| PROBLEM STATEMENT |
Copy every line of the following data that includes the string "through".

[Collected data]
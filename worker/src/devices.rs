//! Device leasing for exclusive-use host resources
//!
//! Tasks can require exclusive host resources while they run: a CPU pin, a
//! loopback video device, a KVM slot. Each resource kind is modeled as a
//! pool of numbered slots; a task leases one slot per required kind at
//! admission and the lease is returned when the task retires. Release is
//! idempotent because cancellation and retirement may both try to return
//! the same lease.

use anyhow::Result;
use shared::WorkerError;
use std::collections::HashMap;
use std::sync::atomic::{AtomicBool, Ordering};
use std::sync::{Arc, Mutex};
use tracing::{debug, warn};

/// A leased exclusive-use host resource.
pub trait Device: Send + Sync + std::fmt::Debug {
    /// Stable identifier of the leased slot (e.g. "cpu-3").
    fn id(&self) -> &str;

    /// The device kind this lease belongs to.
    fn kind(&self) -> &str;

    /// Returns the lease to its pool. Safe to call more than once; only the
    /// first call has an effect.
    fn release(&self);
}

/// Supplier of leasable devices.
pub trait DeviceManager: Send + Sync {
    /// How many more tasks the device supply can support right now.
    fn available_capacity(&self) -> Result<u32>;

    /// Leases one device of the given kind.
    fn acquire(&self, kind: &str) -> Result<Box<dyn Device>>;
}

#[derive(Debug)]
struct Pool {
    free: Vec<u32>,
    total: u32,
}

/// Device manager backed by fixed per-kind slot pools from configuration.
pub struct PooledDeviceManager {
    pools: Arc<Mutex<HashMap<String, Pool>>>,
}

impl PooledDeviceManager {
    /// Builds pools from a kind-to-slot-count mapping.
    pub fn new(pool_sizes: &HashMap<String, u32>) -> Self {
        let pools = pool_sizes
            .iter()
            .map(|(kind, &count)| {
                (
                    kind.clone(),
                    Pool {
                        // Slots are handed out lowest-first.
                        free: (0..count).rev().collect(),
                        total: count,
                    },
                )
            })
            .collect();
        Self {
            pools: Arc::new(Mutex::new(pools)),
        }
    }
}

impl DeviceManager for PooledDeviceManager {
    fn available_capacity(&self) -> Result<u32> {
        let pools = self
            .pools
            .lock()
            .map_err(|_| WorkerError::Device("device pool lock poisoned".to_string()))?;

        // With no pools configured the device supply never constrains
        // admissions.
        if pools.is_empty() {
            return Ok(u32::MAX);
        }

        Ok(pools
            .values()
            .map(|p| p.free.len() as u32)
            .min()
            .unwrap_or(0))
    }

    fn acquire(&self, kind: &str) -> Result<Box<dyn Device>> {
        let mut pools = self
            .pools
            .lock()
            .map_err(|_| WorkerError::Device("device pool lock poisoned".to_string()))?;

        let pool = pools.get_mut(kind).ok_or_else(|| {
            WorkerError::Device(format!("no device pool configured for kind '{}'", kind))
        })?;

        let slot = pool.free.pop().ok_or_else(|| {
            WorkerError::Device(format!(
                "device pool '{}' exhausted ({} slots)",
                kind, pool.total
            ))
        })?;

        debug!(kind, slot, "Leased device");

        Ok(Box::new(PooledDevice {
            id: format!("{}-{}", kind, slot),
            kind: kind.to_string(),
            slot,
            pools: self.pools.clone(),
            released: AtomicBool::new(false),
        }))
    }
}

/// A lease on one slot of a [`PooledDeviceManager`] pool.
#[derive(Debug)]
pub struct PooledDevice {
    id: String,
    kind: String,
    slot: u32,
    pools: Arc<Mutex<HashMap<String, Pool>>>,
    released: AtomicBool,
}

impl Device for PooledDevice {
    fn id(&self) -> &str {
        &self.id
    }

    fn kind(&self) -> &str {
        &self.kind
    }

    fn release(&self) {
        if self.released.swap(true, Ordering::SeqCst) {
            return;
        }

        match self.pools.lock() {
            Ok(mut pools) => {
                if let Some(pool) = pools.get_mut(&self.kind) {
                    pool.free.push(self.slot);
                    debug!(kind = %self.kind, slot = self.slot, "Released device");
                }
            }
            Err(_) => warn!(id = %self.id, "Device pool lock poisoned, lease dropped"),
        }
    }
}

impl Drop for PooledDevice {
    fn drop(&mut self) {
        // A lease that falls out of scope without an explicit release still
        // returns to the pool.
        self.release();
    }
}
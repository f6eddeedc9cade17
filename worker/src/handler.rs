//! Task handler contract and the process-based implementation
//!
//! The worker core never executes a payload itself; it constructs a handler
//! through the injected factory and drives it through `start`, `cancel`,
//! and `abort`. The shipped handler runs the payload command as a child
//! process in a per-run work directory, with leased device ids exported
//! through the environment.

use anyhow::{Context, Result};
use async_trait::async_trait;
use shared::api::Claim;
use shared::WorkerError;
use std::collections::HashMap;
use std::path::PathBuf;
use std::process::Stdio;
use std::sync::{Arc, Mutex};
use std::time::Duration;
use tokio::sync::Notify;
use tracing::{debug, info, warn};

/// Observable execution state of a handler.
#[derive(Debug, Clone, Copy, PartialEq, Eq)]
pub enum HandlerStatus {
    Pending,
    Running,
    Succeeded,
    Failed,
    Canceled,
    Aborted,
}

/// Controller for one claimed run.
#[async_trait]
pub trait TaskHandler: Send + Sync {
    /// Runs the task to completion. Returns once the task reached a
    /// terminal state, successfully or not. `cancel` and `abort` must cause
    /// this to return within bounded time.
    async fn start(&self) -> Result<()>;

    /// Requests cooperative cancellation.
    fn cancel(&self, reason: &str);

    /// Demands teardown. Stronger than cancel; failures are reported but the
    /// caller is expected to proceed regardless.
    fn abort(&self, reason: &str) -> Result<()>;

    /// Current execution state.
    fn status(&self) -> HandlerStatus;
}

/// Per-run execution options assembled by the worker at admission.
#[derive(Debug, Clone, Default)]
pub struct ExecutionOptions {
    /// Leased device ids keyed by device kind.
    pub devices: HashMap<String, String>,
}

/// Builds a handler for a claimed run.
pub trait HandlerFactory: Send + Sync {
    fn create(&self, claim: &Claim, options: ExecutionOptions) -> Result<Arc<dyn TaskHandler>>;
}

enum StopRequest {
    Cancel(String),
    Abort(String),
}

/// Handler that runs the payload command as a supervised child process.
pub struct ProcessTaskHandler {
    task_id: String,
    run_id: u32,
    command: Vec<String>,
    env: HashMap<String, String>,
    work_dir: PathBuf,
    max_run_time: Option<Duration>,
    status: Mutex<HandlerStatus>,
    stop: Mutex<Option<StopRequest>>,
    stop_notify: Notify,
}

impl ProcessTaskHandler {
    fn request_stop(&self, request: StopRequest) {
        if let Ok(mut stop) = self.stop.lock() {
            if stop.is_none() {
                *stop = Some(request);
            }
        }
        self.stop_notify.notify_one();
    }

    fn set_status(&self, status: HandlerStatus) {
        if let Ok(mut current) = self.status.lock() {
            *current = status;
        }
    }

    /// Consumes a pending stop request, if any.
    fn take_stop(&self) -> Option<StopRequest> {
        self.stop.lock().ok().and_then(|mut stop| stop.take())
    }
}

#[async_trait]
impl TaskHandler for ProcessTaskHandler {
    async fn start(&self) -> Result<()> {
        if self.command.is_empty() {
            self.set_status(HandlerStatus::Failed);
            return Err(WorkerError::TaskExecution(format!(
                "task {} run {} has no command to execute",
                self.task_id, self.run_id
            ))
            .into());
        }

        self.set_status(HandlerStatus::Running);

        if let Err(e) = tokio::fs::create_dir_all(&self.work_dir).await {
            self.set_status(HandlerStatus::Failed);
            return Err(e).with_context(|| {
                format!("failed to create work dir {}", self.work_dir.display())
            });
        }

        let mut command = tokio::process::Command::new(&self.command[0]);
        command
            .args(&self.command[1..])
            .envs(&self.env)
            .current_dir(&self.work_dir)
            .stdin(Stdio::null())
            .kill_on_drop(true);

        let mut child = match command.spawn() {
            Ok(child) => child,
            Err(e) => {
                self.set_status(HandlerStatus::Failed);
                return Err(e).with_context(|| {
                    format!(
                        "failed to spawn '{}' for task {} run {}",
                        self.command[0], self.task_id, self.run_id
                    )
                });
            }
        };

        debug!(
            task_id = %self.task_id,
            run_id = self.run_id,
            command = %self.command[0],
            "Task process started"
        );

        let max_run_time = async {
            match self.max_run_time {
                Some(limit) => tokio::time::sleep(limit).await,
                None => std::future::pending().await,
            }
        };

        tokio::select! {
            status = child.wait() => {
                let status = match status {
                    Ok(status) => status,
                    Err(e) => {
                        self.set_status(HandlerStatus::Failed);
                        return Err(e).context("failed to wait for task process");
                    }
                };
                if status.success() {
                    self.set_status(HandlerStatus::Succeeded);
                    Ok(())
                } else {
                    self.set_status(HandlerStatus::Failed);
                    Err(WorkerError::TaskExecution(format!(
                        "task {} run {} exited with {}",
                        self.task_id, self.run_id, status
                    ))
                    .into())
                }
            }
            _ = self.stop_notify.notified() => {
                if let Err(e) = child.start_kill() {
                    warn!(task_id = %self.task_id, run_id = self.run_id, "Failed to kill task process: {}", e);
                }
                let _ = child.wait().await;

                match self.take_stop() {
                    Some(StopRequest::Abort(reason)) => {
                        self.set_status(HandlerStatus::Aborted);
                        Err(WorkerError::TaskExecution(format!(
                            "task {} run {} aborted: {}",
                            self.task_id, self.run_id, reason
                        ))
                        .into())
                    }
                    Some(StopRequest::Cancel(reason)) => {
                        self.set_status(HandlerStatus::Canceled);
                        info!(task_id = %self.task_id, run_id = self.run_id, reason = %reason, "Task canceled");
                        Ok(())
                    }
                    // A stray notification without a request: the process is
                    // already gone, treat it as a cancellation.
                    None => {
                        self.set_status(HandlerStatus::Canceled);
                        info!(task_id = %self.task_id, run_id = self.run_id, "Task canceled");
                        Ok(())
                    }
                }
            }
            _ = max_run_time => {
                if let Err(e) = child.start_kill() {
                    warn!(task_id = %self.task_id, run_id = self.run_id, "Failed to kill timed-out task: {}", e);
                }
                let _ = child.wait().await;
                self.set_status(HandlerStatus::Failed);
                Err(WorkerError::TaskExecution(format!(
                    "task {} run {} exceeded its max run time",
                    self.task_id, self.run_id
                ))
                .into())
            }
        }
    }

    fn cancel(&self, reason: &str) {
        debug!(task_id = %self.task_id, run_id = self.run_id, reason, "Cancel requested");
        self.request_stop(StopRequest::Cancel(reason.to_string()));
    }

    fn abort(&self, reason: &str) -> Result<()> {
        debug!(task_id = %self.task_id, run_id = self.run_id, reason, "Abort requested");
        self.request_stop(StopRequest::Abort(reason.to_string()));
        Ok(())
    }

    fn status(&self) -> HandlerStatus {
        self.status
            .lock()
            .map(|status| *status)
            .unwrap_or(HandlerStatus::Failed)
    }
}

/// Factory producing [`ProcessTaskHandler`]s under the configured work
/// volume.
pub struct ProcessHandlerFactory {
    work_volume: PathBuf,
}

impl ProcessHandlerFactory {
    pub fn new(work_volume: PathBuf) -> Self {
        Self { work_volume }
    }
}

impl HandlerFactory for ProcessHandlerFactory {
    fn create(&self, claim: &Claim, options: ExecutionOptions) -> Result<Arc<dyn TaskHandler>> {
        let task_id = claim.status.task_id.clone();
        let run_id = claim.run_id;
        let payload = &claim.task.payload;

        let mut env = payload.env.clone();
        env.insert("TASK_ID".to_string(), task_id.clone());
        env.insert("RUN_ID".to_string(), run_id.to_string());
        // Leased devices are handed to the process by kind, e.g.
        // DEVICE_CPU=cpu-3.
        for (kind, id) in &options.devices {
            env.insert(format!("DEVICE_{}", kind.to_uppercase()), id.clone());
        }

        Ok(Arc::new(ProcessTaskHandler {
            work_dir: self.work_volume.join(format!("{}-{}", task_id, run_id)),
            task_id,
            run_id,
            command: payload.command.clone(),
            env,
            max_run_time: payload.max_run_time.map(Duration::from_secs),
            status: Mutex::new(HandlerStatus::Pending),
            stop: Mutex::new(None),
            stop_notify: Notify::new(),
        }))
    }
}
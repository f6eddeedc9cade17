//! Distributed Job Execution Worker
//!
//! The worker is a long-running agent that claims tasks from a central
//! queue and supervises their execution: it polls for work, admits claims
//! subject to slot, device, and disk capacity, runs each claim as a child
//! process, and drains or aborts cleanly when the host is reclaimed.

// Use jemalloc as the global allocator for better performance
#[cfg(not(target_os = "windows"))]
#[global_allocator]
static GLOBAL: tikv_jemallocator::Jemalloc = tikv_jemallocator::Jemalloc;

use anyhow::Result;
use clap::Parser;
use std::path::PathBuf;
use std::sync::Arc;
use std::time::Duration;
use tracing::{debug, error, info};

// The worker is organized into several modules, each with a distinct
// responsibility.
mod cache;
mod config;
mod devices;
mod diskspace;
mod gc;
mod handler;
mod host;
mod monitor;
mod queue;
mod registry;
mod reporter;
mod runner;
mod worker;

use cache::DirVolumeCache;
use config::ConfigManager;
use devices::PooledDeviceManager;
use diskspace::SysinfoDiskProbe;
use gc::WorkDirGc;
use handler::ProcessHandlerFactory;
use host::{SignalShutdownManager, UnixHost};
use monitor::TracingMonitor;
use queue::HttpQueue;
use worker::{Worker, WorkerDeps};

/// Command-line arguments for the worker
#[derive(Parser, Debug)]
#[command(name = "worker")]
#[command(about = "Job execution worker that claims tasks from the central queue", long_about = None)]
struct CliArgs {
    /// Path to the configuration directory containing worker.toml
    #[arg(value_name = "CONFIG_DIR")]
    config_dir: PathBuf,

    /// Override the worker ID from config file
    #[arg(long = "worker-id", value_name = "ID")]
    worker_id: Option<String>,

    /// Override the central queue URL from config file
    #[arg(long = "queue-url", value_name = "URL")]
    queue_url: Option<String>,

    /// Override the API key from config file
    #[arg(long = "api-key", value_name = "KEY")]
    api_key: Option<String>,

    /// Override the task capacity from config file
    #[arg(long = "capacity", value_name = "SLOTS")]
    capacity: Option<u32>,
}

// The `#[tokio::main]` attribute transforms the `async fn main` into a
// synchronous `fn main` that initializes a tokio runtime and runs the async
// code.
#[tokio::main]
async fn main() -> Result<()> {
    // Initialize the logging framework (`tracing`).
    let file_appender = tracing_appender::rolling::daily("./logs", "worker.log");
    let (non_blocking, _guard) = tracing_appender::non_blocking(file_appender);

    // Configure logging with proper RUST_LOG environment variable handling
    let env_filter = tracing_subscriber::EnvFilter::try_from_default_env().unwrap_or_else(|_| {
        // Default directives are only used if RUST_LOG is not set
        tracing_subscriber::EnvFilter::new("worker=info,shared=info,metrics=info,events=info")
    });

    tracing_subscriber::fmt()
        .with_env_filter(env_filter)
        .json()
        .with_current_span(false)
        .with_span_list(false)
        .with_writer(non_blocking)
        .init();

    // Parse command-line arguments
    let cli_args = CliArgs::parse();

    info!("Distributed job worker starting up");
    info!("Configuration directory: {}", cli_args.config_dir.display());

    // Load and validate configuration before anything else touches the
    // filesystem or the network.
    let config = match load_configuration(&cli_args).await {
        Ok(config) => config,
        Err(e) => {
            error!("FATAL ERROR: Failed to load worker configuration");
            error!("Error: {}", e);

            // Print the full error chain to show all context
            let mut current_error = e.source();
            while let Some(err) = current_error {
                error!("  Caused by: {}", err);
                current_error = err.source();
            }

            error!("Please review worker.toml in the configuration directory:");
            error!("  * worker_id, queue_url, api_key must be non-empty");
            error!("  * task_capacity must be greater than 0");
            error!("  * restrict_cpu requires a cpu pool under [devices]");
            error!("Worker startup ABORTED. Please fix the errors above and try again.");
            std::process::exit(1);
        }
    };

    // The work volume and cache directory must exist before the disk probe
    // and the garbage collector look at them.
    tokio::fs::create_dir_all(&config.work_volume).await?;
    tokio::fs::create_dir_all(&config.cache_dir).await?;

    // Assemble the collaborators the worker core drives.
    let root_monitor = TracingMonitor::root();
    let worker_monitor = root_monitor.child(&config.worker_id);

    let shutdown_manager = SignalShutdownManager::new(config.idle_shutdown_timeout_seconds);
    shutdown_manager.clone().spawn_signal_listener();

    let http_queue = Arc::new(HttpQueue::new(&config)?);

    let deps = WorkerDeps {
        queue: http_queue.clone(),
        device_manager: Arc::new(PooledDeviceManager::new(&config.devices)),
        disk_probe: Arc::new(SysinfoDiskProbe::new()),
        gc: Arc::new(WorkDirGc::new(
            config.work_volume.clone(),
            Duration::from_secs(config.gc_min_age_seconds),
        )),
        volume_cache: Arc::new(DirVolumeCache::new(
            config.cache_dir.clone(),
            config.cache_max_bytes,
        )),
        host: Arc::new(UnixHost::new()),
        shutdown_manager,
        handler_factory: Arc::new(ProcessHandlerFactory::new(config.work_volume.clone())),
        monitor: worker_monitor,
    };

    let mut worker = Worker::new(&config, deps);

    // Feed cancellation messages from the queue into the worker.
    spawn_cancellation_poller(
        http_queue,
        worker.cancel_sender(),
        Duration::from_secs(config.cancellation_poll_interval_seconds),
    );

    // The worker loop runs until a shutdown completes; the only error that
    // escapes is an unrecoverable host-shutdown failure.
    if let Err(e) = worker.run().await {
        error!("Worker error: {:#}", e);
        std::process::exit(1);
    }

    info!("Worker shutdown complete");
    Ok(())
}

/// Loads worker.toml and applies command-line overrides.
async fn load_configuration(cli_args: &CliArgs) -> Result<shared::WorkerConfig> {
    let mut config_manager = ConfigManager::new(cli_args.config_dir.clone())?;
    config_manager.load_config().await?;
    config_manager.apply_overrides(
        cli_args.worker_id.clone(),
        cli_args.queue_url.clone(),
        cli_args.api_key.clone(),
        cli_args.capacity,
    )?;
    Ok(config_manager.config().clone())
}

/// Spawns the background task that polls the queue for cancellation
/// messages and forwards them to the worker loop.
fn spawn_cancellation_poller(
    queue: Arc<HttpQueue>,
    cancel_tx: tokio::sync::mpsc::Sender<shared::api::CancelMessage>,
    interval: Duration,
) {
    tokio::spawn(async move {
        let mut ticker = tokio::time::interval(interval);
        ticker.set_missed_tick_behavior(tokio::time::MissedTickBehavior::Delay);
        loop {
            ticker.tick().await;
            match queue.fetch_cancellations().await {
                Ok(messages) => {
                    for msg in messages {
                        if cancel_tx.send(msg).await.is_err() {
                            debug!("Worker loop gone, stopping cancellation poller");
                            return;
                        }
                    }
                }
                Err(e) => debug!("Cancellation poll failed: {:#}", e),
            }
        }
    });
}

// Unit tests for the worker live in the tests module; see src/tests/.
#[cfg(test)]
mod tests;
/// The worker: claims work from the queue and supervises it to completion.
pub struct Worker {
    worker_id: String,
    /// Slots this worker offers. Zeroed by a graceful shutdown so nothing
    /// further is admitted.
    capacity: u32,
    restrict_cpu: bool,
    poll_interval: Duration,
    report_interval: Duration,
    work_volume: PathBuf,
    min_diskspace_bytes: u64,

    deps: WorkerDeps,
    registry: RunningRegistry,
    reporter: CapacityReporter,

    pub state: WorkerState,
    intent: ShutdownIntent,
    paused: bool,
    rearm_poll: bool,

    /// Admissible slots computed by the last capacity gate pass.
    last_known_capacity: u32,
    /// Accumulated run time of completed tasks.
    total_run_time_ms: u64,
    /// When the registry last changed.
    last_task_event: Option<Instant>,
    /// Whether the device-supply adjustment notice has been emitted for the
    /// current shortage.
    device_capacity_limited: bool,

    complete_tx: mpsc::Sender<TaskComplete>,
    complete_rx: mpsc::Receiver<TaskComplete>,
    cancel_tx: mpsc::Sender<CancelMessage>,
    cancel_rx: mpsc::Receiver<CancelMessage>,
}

| SOLUTION FOR THIS TASK |
//! through the injected factory and drives it through `start`, `cancel`,
//! through the environment.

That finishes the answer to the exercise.